START DATA FOR THE TASK

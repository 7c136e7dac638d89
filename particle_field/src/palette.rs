//! Particle colours.
//!
//! Colours are carried as an [`Rgb`] triple and packed to `0xAARRGGBB` only
//! when they reach the framebuffer.  The `C` key walks a fixed preset cycle
//! that starts at the default cyan.

use std::fmt;
use std::str::FromStr;

use thiserror::Error;

// ════════════════════════════════════════════════════════════════════════════
// Rgb
// ════════════════════════════════════════════════════════════════════════════

#[derive(Debug, Error, Clone, PartialEq, Eq)]
#[error("invalid colour {0:?} (expected #rrggbb)")]
pub struct ColorParseError(pub String);

/// 8-bit colour triple.
#[derive(Clone, Copy, Debug, PartialEq, Eq, Hash)]
pub struct Rgb {
    pub r: u8,
    pub g: u8,
    pub b: u8,
}

impl Rgb {
    pub const CYAN:  Rgb = Rgb::new(0x00, 0xFF, 0xFF);
    pub const WHITE: Rgb = Rgb::new(0xFF, 0xFF, 0xFF);

    pub const fn new(r: u8, g: u8, b: u8) -> Self { Rgb { r, g, b } }

    /// Pack as opaque `0xFFRRGGBB`.
    pub fn to_argb(self) -> u32 {
        0xFF00_0000 | (self.r as u32) << 16 | (self.g as u32) << 8 | self.b as u32
    }

    pub fn from_argb(argb: u32) -> Self {
        Rgb::new((argb >> 16) as u8, (argb >> 8) as u8, argb as u8)
    }

    /// Every channel multiplied by `k` (clamped to 0–1).
    pub fn scaled(self, k: f32) -> Rgb {
        let k = k.clamp(0.0, 1.0);
        let s = |c: u8| (c as f32 * k).round() as u8;
        Rgb::new(s(self.r), s(self.g), s(self.b))
    }
}

impl Default for Rgb {
    fn default() -> Self { Rgb::CYAN }
}

impl fmt::Display for Rgb {
    fn fmt(&self, f: &mut fmt::Formatter<'_>) -> fmt::Result {
        write!(f, "#{:02x}{:02x}{:02x}", self.r, self.g, self.b)
    }
}

impl FromStr for Rgb {
    type Err = ColorParseError;

    /// Accepts `#rrggbb` or bare `rrggbb`, any case.
    fn from_str(s: &str) -> Result<Self, Self::Err> {
        let t = s.trim();
        let hex = t.strip_prefix('#').unwrap_or(t);
        if hex.len() != 6 || !hex.chars().all(|c| c.is_ascii_hexdigit()) {
            return Err(ColorParseError(s.to_string()));
        }
        let channel = |i: usize| {
            u8::from_str_radix(&hex[i..i + 2], 16).map_err(|_| ColorParseError(s.to_string()))
        };
        Ok(Rgb::new(channel(0)?, channel(2)?, channel(4)?))
    }
}

// ════════════════════════════════════════════════════════════════════════════
// Presets
// ════════════════════════════════════════════════════════════════════════════

/// Number of colours in the `C`-key cycle.
pub const PRESET_COUNT: usize = 8;

/// Preset `i` (wrapping): cyan, six hues 60° apart, then white.
pub fn preset(i: usize) -> Rgb {
    match i % PRESET_COUNT {
        0 => Rgb::CYAN,
        k if k == PRESET_COUNT - 1 => Rgb::WHITE,
        k => hsv_to_rgb((k - 1) as f32 * 60.0, 0.75, 1.0),
    }
}

/// The preset after `current`; colours outside the cycle restart it at cyan.
pub fn next_preset(current: Rgb) -> Rgb {
    match (0..PRESET_COUNT).find(|&i| preset(i) == current) {
        Some(i) => preset(i + 1),
        None    => preset(0),
    }
}

/// HSV (h in degrees, s/v in 0–1) → RGB.
pub fn hsv_to_rgb(h: f32, s: f32, v: f32) -> Rgb {
    let h  = h.rem_euclid(360.0);
    let hi = (h / 60.0) as u32;
    let f  = h / 60.0 - hi as f32;
    let p  = v * (1.0 - s);
    let q  = v * (1.0 - s * f);
    let t  = v * (1.0 - s * (1.0 - f));
    let (r, g, b) = match hi {
        0 => (v, t, p),
        1 => (q, v, p),
        2 => (p, v, t),
        3 => (p, q, v),
        4 => (t, p, v),
        _ => (v, p, q),
    };
    let c = |x: f32| (x.clamp(0.0, 1.0) * 255.0).round() as u8;
    Rgb::new(c(r), c(g), c(b))
}

// ════════════════════════════════════════════════════════════════════════════
// Pixel arithmetic
// ════════════════════════════════════════════════════════════════════════════

/// Additive blend of two packed pixels, saturating per channel.
pub fn add_argb(dst: u32, src: u32) -> u32 {
    let ch = |shift: u32| (((dst >> shift) & 0xFF) + ((src >> shift) & 0xFF)).min(0xFF) << shift;
    0xFF00_0000 | ch(16) | ch(8) | ch(0)
}

/// Linear blend. `t` = 0.0 → all `a`, `t` = 1.0 → all `b`.
pub fn blend(a: u32, b: u32, t: f32) -> u32 {
    let t = t.clamp(0.0, 1.0);
    let lerp = |shift: u32| {
        let ca = ((a >> shift) & 0xFF) as f32;
        let cb = ((b >> shift) & 0xFF) as f32;
        ((ca * (1.0 - t) + cb * t) as u32) << shift
    };
    0xFF00_0000 | lerp(16) | lerp(8) | lerp(0)
}

// ════════════════════════════════════════════════════════════════════════════
// Tests
// ════════════════════════════════════════════════════════════════════════════

#[cfg(test)]
mod tests {
    use super::*;

    #[test]
    fn parses_hex_with_and_without_hash() {
        assert_eq!("#00ffff".parse::<Rgb>().unwrap(), Rgb::CYAN);
        assert_eq!("FF8000".parse::<Rgb>().unwrap(), Rgb::new(255, 128, 0));
        assert_eq!(" #0a0B0c ".parse::<Rgb>().unwrap(), Rgb::new(10, 11, 12));
    }

    #[test]
    fn rejects_malformed_hex() {
        for bad in ["", "#", "#12345", "#1234567", "#gg0000", "red", "#+12345"] {
            assert!(bad.parse::<Rgb>().is_err(), "{:?} should not parse", bad);
        }
    }

    #[test]
    fn display_is_lowercase_hex() {
        assert_eq!(Rgb::new(0xAB, 0x01, 0xFF).to_string(), "#ab01ff");
        assert_eq!(Rgb::default().to_string(), "#00ffff");
    }

    #[test]
    fn argb_packing() {
        assert_eq!(Rgb::CYAN.to_argb(), 0xFF00FFFF);
        assert_eq!(Rgb::from_argb(0xFF123456), Rgb::new(0x12, 0x34, 0x56));
    }

    #[test]
    fn scaled_dims_channels() {
        assert_eq!(Rgb::new(200, 100, 0).scaled(0.5), Rgb::new(100, 50, 0));
        assert_eq!(Rgb::WHITE.scaled(2.0), Rgb::WHITE);
    }

    #[test]
    fn presets_cycle_back_to_cyan() {
        let mut c = Rgb::CYAN;
        let mut seen = Vec::new();
        for _ in 0..PRESET_COUNT {
            seen.push(c);
            c = next_preset(c);
        }
        assert_eq!(c, Rgb::CYAN);
        seen.sort_by_key(|c| c.to_argb());
        seen.dedup();
        assert_eq!(seen.len(), PRESET_COUNT, "presets must be distinct");
    }

    #[test]
    fn foreign_colour_restarts_cycle() {
        assert_eq!(next_preset(Rgb::new(1, 2, 3)), Rgb::CYAN);
    }

    #[test]
    fn hsv_primaries() {
        assert_eq!(hsv_to_rgb(0.0,   1.0, 1.0), Rgb::new(255, 0, 0));
        assert_eq!(hsv_to_rgb(120.0, 1.0, 1.0), Rgb::new(0, 255, 0));
        assert_eq!(hsv_to_rgb(240.0, 1.0, 1.0), Rgb::new(0, 0, 255));
    }

    #[test]
    fn additive_blend_saturates() {
        assert_eq!(add_argb(0xFF050505, 0xFF102030), 0xFF152535);
        assert_eq!(add_argb(0xFFF0F0F0, 0xFF202020), 0xFFFFFFFF);
    }

    #[test]
    fn blend_endpoints() {
        assert_eq!(blend(0xFF000000, 0xFFFFFFFF, 0.0), 0xFF000000);
        assert_eq!(blend(0xFF000000, 0xFFFFFFFF, 1.0), 0xFFFFFFFF);
    }
}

END DATA FOR THE TASK

## PROBLEM DETAILS
Retype the entries exactly from the first line, stopping after the line with "use std::fmt;".

## FINISHED TASK
repository 7c136e7dac638d89
filename particle_field/src/palette.rs
//! Particle colours.
//!
//! Colours are carried as an [`Rgb`] triple and packed to `0xAARRGGBB` only
//! when they reach the framebuffer.  The `C` key walks a fixed preset cycle
//! that starts at the default cyan.

use std::fmt;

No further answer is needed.